Abgesichert ist der großzügige Neubau durch langfristige Verträge, so dass man schon jetzt davon ausgehen kann, dass die Anlage in 2009 bis 2010 voll ausgelastet sein wird. Der Vorteil der Bernburger AG, die übrigens nur wenigen Eignern gehört, die auch zum Großteil selbst im Werk arbeiten, liegt klar auf der Hand. "Wir sind innovativer als die großen Firmen", erklärt der Vorstandsvorsitzende, "wir bestimmen unser Wachstum selbst."

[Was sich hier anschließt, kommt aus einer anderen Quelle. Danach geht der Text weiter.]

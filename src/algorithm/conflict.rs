// Funciones para detectar conflictos entre conjuntos de franjas horarias.
//
// Cada predicado responde "¿viola la regla?" comparando el candidato contra lo
// ya comprometido en el horario parcial. Los intervalos son semiabiertos
// [inicio, fin): una clase que termina 9:50 y otra que empieza 9:50 no chocan.

use std::collections::BTreeMap;
use std::fmt;

use chrono::Duration;

use crate::api_json::Options;
use crate::models::{Coordinates, Day, SlotKey, Timeslot};

/// Dos clases del mismo día separadas por a lo más esto son consecutivas.
pub fn consecutive_gap() -> Duration {
    Duration::minutes(15)
}

/// Velocidad de caminata conservadora (metros por minuto, ~4 km/h).
pub const WALKING_SPEED_M_PER_MIN: f64 = 67.0;

const EARTH_RADIUS_M: f64 = 6_371_000.0;

/// Regla que rechazó una inserción.
#[derive(Debug, Clone, Copy, PartialEq, Eq)]
pub enum Violation {
    Overlap,
    TooShortInterval,
    TooLongInterval,
    TooManyConsecutive,
    WalkingInfeasible,
}

impl fmt::Display for Violation {
    fn fmt(&self, f: &mut fmt::Formatter<'_>) -> fmt::Result {
        let s = match self {
            Violation::Overlap => "overlap",
            Violation::TooShortInterval => "too short interval",
            Violation::TooLongInterval => "too long interval",
            Violation::TooManyConsecutive => "too many consecutive classes",
            Violation::WalkingInfeasible => "walking infeasible",
        };
        f.write_str(s)
    }
}

/// Ordena dos franjas del mismo día por inicio y devuelve la brecha
/// `inicio(después) - fin(antes)` (negativa si se solapan).
fn gap_between(a: &SlotKey, b: &SlotKey) -> Duration {
    let (before, after) = if a.start < b.start { (a, b) } else { (b, a) };
    after.start.signed_duration_since(before.end)
}

/// True si alguna franja de `a` comparte día con alguna de `b` y sus
/// intervalos se intersectan.
pub fn overlap(a: &[SlotKey], b: &[SlotKey]) -> bool {
    a.iter()
        .any(|x| b.iter().any(|y| x.day == y.day && x.start < y.end && y.start < x.end))
}

/// True si algún par del mismo día queda separado por menos de `min`.
pub fn too_short_interval(a: &[SlotKey], b: &[SlotKey], min: Duration) -> bool {
    a.iter()
        .any(|x| b.iter().any(|y| x.day == y.day && gap_between(x, y) < min))
}

/// True si algún par del mismo día queda separado por más de `max`.
pub fn too_long_interval(a: &[SlotKey], b: &[SlotKey], max: Duration) -> bool {
    a.iter()
        .any(|x| b.iter().any(|y| x.day == y.day && gap_between(x, y) > max))
}

/// True si, al agregar `candidate` a lo ya comprometido, algún día queda con
/// una racha de más de `max` clases consecutivas (brecha <= 15 minutos).
///
/// Sólo se revisan los días que toca el candidato; el resto no cambió.
pub fn too_many_consecutive<'a, I>(candidate: &[SlotKey], committed: I, max: u32) -> bool
where
    I: IntoIterator<Item = &'a [SlotKey]>,
{
    if candidate.is_empty() {
        return false;
    }

    let mut by_day: BTreeMap<Day, Vec<SlotKey>> = BTreeMap::new();
    for k in candidate {
        by_day.entry(k.day).or_default().push(*k);
    }
    for set in committed {
        for k in set {
            if let Some(v) = by_day.get_mut(&k.day) {
                v.push(*k);
            }
        }
    }

    let limit = consecutive_gap();
    for day_slots in by_day.values_mut() {
        day_slots.sort_unstable_by_key(|k| (k.start, k.end));
        let mut run = 1u32;
        for pair in day_slots.windows(2) {
            if pair[1].start.signed_duration_since(pair[0].end) <= limit {
                run += 1;
                if run > max {
                    return true;
                }
            } else {
                run = 1;
            }
        }
    }
    false
}

/// Distancia en metros entre dos puntos (haversine).
pub fn distance_m(a: Coordinates, b: Coordinates) -> f64 {
    let (lat1, lat2) = (a.latitude.to_radians(), b.latitude.to_radians());
    let dlat = lat2 - lat1;
    let dlon = (b.longitude - a.longitude).to_radians();
    let h = (dlat / 2.0).sin().powi(2) + lat1.cos() * lat2.cos() * (dlon / 2.0).sin().powi(2);
    2.0 * EARTH_RADIUS_M * h.sqrt().asin()
}

/// Minutos necesarios para caminar entre dos puntos.
pub fn walking_minutes(a: Coordinates, b: Coordinates) -> f64 {
    distance_m(a, b) / WALKING_SPEED_M_PER_MIN
}

/// True si existe un par de clases consecutivas (mismo día, brecha entre 0 y
/// 15 minutos) entre `a` y `b` cuya brecha no alcanza para caminar de una
/// sala a la otra. Sin coordenadas conocidas en ambos extremos se asume que
/// sí alcanza.
pub fn walking_infeasible(a: &[Timeslot], b: &[Timeslot]) -> bool {
    let limit = consecutive_gap();
    a.iter().any(|x| {
        b.iter().any(|y| {
            if x.day() != y.day() {
                return false;
            }
            let gap = gap_between(&x.key(), &y.key());
            if gap < Duration::zero() || gap > limit {
                return false;
            }
            let (Some(cx), Some(cy)) = (
                x.location().and_then(|l| l.known_coordinates()),
                y.location().and_then(|l| l.known_coordinates()),
            ) else {
                return false;
            };
            (gap.num_seconds() as f64 / 60.0) < walking_minutes(cx, cy)
        })
    })
}

/// Regla de caminata para una sección concreta contra las ya elegidas.
/// Se evalúa al expandir porque los buckets no distinguen salas.
pub fn check_walking<'a, I>(candidate: &[Timeslot], placed: I) -> Result<(), Violation>
where
    I: IntoIterator<Item = &'a [Timeslot]>,
{
    if placed.into_iter().any(|p| walking_infeasible(candidate, p)) {
        return Err(Violation::WalkingInfeasible);
    }
    Ok(())
}

/// Restricciones por inserción activas para una petición.
#[derive(Debug, Clone, Default, PartialEq, Eq)]
pub struct ConstraintSet {
    pub minimum_interval: Option<Duration>,
    pub maximum_interval: Option<Duration>,
    pub max_consecutive: Option<u32>,
}

impl ConstraintSet {
    pub fn from_options(options: &Options) -> Self {
        ConstraintSet {
            minimum_interval: options.minimum_interval,
            maximum_interval: options.maximum_interval,
            max_consecutive: options.allow_consec,
        }
    }

    /// Revisa si `candidate` puede entrar al horario parcial `committed`.
    /// Las reglas de a pares se evalúan contra cada bucket ya puesto, no sólo
    /// contra el último.
    pub fn check(&self, candidate: &[SlotKey], committed: &[&[SlotKey]]) -> Result<(), Violation> {
        for placed in committed {
            if overlap(candidate, placed) {
                return Err(Violation::Overlap);
            }
            if let Some(min) = self.minimum_interval {
                if too_short_interval(candidate, placed, min) {
                    return Err(Violation::TooShortInterval);
                }
            }
            if let Some(max) = self.maximum_interval {
                if too_long_interval(candidate, placed, max) {
                    return Err(Violation::TooLongInterval);
                }
            }
        }
        if let Some(max) = self.max_consecutive {
            if too_many_consecutive(candidate, committed.iter().copied(), max) {
                return Err(Violation::TooManyConsecutive);
            }
        }
        Ok(())
    }

    pub fn insertable(&self, candidate: &[SlotKey], committed: &[&[SlotKey]]) -> bool {
        self.check(candidate, committed).is_ok()
    }
}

Und so wird ein Großteil des Gewinnes reinvestiert, zum einen in neue Anlagen, zum anderen auch in die Entwicklung und Optimierung der Produkte. So wurden 2006 unter anderem eine Dextrananlage gebaut, die dritte Erweiterung der HES-Herstellung, die zweite Erweiterung der Eisendextranherstellung für den Veterinärbereich installiert und ein neues Hochregallager mit 4 300 Palettenplätzen eingeweiht. Insgesamt waren das Investitionen in Höhe von 4,7 Millionen Euro, was einem knappen Zehntel des Jahresumsatzes entspricht.

"Wir suchen uns Nischen, wo wir meinen, da sind andere nicht so stark", erklärt Helge Fänger die Firmenphilosophie, mit der das Unternehmen bisher gut gefahren ist und nun in eine positive Zukunft blicken kann. Die über 265 Arbeitsplätze, darunter 30 Lehrlinge, sind gesichert, ein weiterer Anstieg ist schon vorauszusehen.